I'm sure Arnold will cringe at this Western analogy. He loathes being in the spotlight, in the same way Gary Cooper's character in High Noon never wanted the attention he drew. But let's face it, the Western motif certainly sounds better than this: "There's a new assistant director for standards and compliance at the aviation department, and there are going to be some changes in the procurement procedures at this agency."
No matter how anyone says it, though, one thing is certain: Arnold, a deputy director at the Miami-Dade Police Department on loan to the airport, has an opportunity to transform the county's most important economic asset.
Arnold isn't responsible for rooting out corruption in the traditional sense. He's not there to build cases against individual county commissioners or airport staffers; the FBI and the public-corruption unit of the Miami-Dade Police Department are actively doing that already. Rather Arnold is there to shine a light on those places where corruption can easily hide. He has undertaken a top-to-bottom review of how the airport conducts its business, with the hope of creating a system of checks and balances that will make it harder for elected officials and select bureaucrats to abuse the public's trust.
"It is a very large, complex place and operation; it took me just about a month to figure out where the bathroom is," he says with a laugh. "They wanted to bring in someone from the outside with a different perspective. Which is good. You come in and you don't already have a preconceived idea about how things should operate. You just don't accept the way things are."
One of the first areas to attract Arnold's attention was the method by which the airport buys goods and services. "I identified more than 60 people at the airport who did procuring activities," he recalls, a bit dumbfounded. "With more than 60 people spread out through the department doing procurement, there is just a total lack of consistency. And if there is a lack of consistency, then it becomes very difficult to identify areas that aren't following the right rules. You get different interpretations as to what it means to solicit a proposal and what it means to select a proposal.
"The way it developed here," he continues, "the people who used the goods or the service on a day-to-day basis were the ones who procured the goods or the service. So let's say as an example I am a supervisor in the terminal who supervises, among other things, janitorial services [which are provided by private companies hired by the county]. Well, I deal with these companies every single day. I know them personally. I know their workers. I know what they do, I know how they do it. I've been working with them for five or six years.
"Now it comes time to [solicit proposals for] a new janitorial contract. Just on the surface that has a bad feel to it, because I'm writing up the contract, and I'm writing up the specifications, and I'm involved in making the selection. I could be as scrupulously objective as possible, but still it just smells bad. It puts me in a very difficult position. There is a subliminal aspect to it, too. If in fact I am so familiar with these people and how they operate, I might think the way they do things is the only way to operate, so when I sit down to write my specifications, I end up with specifications that kind of fit their operation more than anyone else's. I'm not trying to steer business their way, but it works out that way and it's not fair."

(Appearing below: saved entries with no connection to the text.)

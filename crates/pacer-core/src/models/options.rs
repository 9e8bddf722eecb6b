//! Per-export configuration passed by value to each exporter.

use jiff::Timestamp;
use serde::{Deserialize, Serialize};

use super::Language;

/// Default reminder lead time for calendar events, in minutes.
pub const DEFAULT_ALERT_MINUTES: u32 = 30;

/// Longest accepted reminder lead time (one day).
pub const MAX_ALERT_MINUTES: u32 = 1440;

/// Presentation toggles. They change styling metadata, never data values.
#[derive(Debug, Clone, Copy, Serialize, Deserialize, PartialEq, Eq, Default)]
pub struct Accessibility {
    #[serde(default)]
    pub high_contrast: bool,
    #[serde(default)]
    pub large_font: bool,
    #[serde(default)]
    pub dyslexia_friendly: bool,
}

impl Accessibility {
    pub fn any(&self) -> bool {
        self.high_contrast || self.large_font || self.dyslexia_friendly
    }

    /// Human-readable list of enabled toggles.
    pub fn describe(&self) -> String {
        let mut parts = Vec::new();
        if self.high_contrast {
            parts.push("high-contrast");
        }
        if self.large_font {
            parts.push("large font");
        }
        if self.dyslexia_friendly {
            parts.push("dyslexia-friendly font");
        }
        if parts.is_empty() {
            "standard".to_string()
        } else {
            parts.join(", ")
        }
    }
}

/// Options shared by all exporters.
#[derive(Debug, Clone, Serialize, Deserialize, PartialEq, Eq)]
pub struct ExportOptions {
    #[serde(default)]
    pub accessibility: Accessibility,

    /// Minutes before a session the calendar reminder fires; 0 disables it
    #[serde(default = "default_alert_minutes")]
    pub alert_minutes: u32,

    /// Output language override; the profile language when unset
    #[serde(default, skip_serializing_if = "Option::is_none")]
    pub locale: Option<Language>,

    /// Replace name and email with a placeholder in every artifact
    #[serde(default)]
    pub anonymize: bool,

    /// Optional link printed in document-style artifacts
    #[serde(default, skip_serializing_if = "Option::is_none")]
    pub share_link: Option<String>,

    /// Opaque advisory text supplied by a collaborator (e.g. weather)
    #[serde(default, skip_serializing_if = "Option::is_none")]
    pub advisory: Option<String>,

    /// Generation time, emitted only in fields labelled as such
    #[serde(default, skip_serializing_if = "Option::is_none")]
    pub generated_at: Option<Timestamp>,
}

fn default_alert_minutes() -> u32 {
    DEFAULT_ALERT_MINUTES
}

impl Default for ExportOptions {
    fn default() -> Self {
        Self {
            accessibility: Accessibility::default(),
            alert_minutes: DEFAULT_ALERT_MINUTES,
            locale: None,
            anonymize: false,
            share_link: None,
            advisory: None,
            generated_at: None,
        }
    }
}
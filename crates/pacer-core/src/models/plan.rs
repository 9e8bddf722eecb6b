//! The canonical in-memory schedule consumed by every exporter.

use std::fmt;

use jiff::{
    civil::{Date, DateTime, Time},
    ToSpan,
};
use serde::{Deserialize, Serialize};

use super::{config::WeekdayOffset, PlanConfig, Profile};

/// What the user does during one interval.
#[derive(Debug, Clone, Copy, Serialize, Deserialize, PartialEq, Eq, Hash)]
#[serde(rename_all = "lowercase")]
pub enum Activity {
    Run,
    Walk,
}

impl Activity {
    /// Single-letter code used by the compact interval notation.
    pub fn code(&self) -> char {
        match self {
            Activity::Run => 'R',
            Activity::Walk => 'W',
        }
    }
}

/// One run or walk block.
#[derive(Debug, Clone, Copy, Serialize, Deserialize, PartialEq, Eq)]
pub struct Interval {
    pub activity: Activity,
    pub seconds: u32,
}

impl Interval {
    pub const fn run(seconds: u32) -> Self {
        Self {
            activity: Activity::Run,
            seconds,
        }
    }

    pub const fn walk(seconds: u32) -> Self {
        Self {
            activity: Activity::Walk,
            seconds,
        }
    }
}

impl fmt::Display for Interval {
    fn fmt(&self, f: &mut fmt::Formatter<'_>) -> fmt::Result {
        write!(f, "{}{}", self.activity.code(), self.seconds)
    }
}

/// Render intervals in the compact `W300 R60 W90` notation.
pub fn format_intervals(intervals: &[Interval]) -> String {
    intervals
        .iter()
        .map(ToString::to_string)
        .collect::<Vec<_>>()
        .join(" ")
}

/// Parse the compact interval notation produced by [`format_intervals`].
pub fn parse_intervals(s: &str) -> Option<Vec<Interval>> {
    s.split_whitespace()
        .map(|token| {
            let code = token.chars().next()?;
            let seconds = token[code.len_utf8()..].parse().ok()?;
            match code {
                'R' => Some(Interval::run(seconds)),
                'W' => Some(Interval::walk(seconds)),
                _ => None,
            }
        })
        .collect()
}

/// One scheduled occurrence, training or rest.
#[derive(Debug, Clone, Serialize, Deserialize, PartialEq)]
pub struct SessionPlan {
    /// Week number, 1-based
    pub week: u32,

    /// Slot position within the week, 1-based
    pub day: u32,

    pub date: Date,

    pub start_time: Time,

    /// Duration before profile adjustment, in seconds
    pub nominal_seconds: u32,

    /// Duration after profile adjustment, in seconds
    pub adjusted_seconds: u32,

    /// Ordered run/walk blocks; empty for rest days and continuous runs
    #[serde(default)]
    pub intervals: Vec<Interval>,

    pub rest_day: bool,

    pub tip: String,

    pub instruction: String,

    /// Hydration and safety note
    pub note: String,
}

impl SessionPlan {
    /// Start of the session as a civil date-time.
    pub fn start(&self) -> DateTime {
        self.date.to_datetime(self.start_time)
    }

    /// End of the session: start plus the adjusted duration.
    pub fn end(&self) -> DateTime {
        let start = self.start();
        start
            .checked_add(i64::from(self.adjusted_seconds).seconds())
            .unwrap_or(start)
    }

    /// Weekday offset (Mon = 0) of the session date.
    pub fn weekday(&self) -> WeekdayOffset {
        super::config::weekday_offset(self.date.weekday())
    }

    /// True when the session is an actionable workout.
    pub fn is_training(&self) -> bool {
        !self.rest_day
    }
}

/// All sessions of one calendar week.
#[derive(Debug, Clone, Serialize, Deserialize, PartialEq)]
pub struct WeekPlan {
    /// Week number, 1-based
    pub week: u32,
    pub sessions: Vec<SessionPlan>,
}

/// Localized labels used by document-style artifacts.
#[derive(Debug, Clone, Serialize, Deserialize, PartialEq, Eq, Default)]
pub struct PlanLabels {
    pub title: String,
    pub name: String,
    pub start_date: String,
    pub goal: String,
    pub week: String,
    pub day: String,
    pub rest_day: String,
    pub run: String,
    pub walk: String,
    pub warm_up: String,
    pub notes: String,
    pub resources: String,
    pub disclaimer: String,
    pub voice_intro: String,
    pub voice_outro: String,
}

/// The complete schedule. Immutable once the builder returns it.
#[derive(Debug, Clone, Serialize, Deserialize, PartialEq)]
pub struct Plan {
    pub profile: Profile,
    pub config: PlanConfig,
    pub labels: PlanLabels,
    pub weeks: Vec<WeekPlan>,
}

impl Plan {
    /// Every session in schedule order.
    pub fn sessions(&self) -> impl Iterator<Item = &SessionPlan> {
        self.weeks.iter().flat_map(|week| week.sessions.iter())
    }

    /// Sessions that are not rest days.
    pub fn training_sessions(&self) -> impl Iterator<Item = &SessionPlan> {
        self.sessions().filter(|session| session.is_training())
    }

    pub fn total_sessions(&self) -> usize {
        self.weeks.iter().map(|week| week.sessions.len()).sum()
    }

    /// Date of the last scheduled session.
    pub fn end_date(&self) -> Option<Date> {
        self.sessions().last().map(|session| session.date)
    }

    /// Locate a session by week and day number.
    pub fn session(&self, week: u32, day: u32) -> Option<&SessionPlan> {
        self.sessions()
            .find(|session| session.week == week && session.day == day)
    }
}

Another prime example of procurement trouble is the airport's telecommunications contract with Williams Communications Solutions, Inc., a company commonly known by its former name, WILTEL. Arnold was shocked to discover that the airport is still operating under a contract first drafted seventeen years ago. "The contract was written in 1982 and it was never modified; it was just renewed year after year after year," he says. "It made sense for what they were doing in 1982. It does not make any sense whatsoever for what we are doing today."